Sunday, November 22, 2009

Face to face with the past

The remains of Khmer Rouge victims at Wat Chumkriel, near Kampot
The simple, open-sided genocide memorial at Wat Chumkriel
I was able to visit another of the genocide memorials that are dotted around the Cambodian countryside as I made my way from Kampot to Kep yesterday. About five kilometres after leaving Kampot, the village of Chumkriel and its pagoda holds a secret I haven't yet got to the bottom of. Housed no more than ten metres from the vihara of Wat Chumkriel are the remains of about 100 unknown victims of the Khmer Rouge regime, which are kept in a new wooden memorial behind a seated Buddha. The head monk was asleep and couldn't be disturbed and the young monks I met had no idea of the history behind the skulls and bones contained within the wooden case.

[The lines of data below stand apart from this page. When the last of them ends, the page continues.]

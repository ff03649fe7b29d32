//! Port for refresh-token rows.

use async_trait::async_trait;

use crate::domain::RefreshTokenRecord;

use super::StoreError;

#[cfg_attr(test, mockall::automock)]
#[async_trait]
pub trait RefreshTokenRepository: Send + Sync {
    async fn insert(&self, record: &RefreshTokenRecord) -> Result<(), StoreError>;

    async fn find_by_token(&self, token: &str) -> Result<Option<RefreshTokenRecord>, StoreError>;

    /// Row paired with the access token carrying `jti`.
    async fn find_by_jti(&self, jti: &str) -> Result<Option<RefreshTokenRecord>, StoreError>;

    /// Mark the row revoked; returns `false` when no row matched.
    async fn revoke(&self, token: &str) -> Result<bool, StoreError>;
}
//! Port for password hashing.
//!
//! Implementations are expected to be slow on purpose; callers run them on
//! the blocking thread pool.

use crate::domain::PasswordHash;

use super::define_port_error;

define_port_error! {
    /// Errors raised by password hashing adapters.
    pub enum PasswordHashError {
        /// Hashing failed.
        Hash { message: String } => "password hashing failed: {message}",
        /// The stored hash could not be parsed.
        Malformed { message: String } => "stored password hash is malformed: {message}",
    }
}

#[cfg_attr(test, mockall::automock)]
pub trait PasswordHasher: Send + Sync {
    fn hash(&self, password: &str) -> Result<PasswordHash, PasswordHashError>;

    /// Whether `password` matches `hash`.
    fn verify(&self, password: &str, hash: &PasswordHash) -> Result<bool, PasswordHashError>;
}
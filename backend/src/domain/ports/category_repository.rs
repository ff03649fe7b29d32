//! Port for category persistence.

use async_trait::async_trait;

use crate::domain::{Category, CategoryId};

use super::StoreError;

#[cfg_attr(test, mockall::automock)]
#[async_trait]
pub trait CategoryRepository: Send + Sync {
    /// All categories ordered by name.
    async fn list(&self) -> Result<Vec<Category>, StoreError>;

    async fn find(&self, id: CategoryId) -> Result<Option<Category>, StoreError>;

    /// Fails with [`StoreError::Conflict`] on a duplicate name.
    async fn insert(&self, category: &Category) -> Result<(), StoreError>;

    /// Number of placemarks filed under the category.
    async fn usage_count(&self, id: CategoryId) -> Result<u64, StoreError>;

    /// Returns `false` when no such category existed.
    async fn delete(&self, id: CategoryId) -> Result<bool, StoreError>;
}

DC-Cam suggest in a report from the site in 1995 that the bones were brought from other burial sites in the Kampot district but that's where the trail runs cold. Two rows of skulls and one of bones lie in the case with old wooden Buddha statues next door to them. After leaving Wat Chumkriel, I made a return visit to Wat Kompong Tralach, a memorial I had visited before, just past the White Horse statue, on the way to Kep. This had been the site of two mass graves and the bodies of about 750 victims were believed to have been deposited in the memorial when it was constructed. Today, the shabby cement stupa contains two shelves of skulls, bones and a large termite mound and is in poor condition. These are two of the 80 or so genocide memorials in Cambodia, erected at the end of the Khmer Rouge regime as a permanent reminder of the atrocities they carried out. Many have fallen into disrepair through neglect.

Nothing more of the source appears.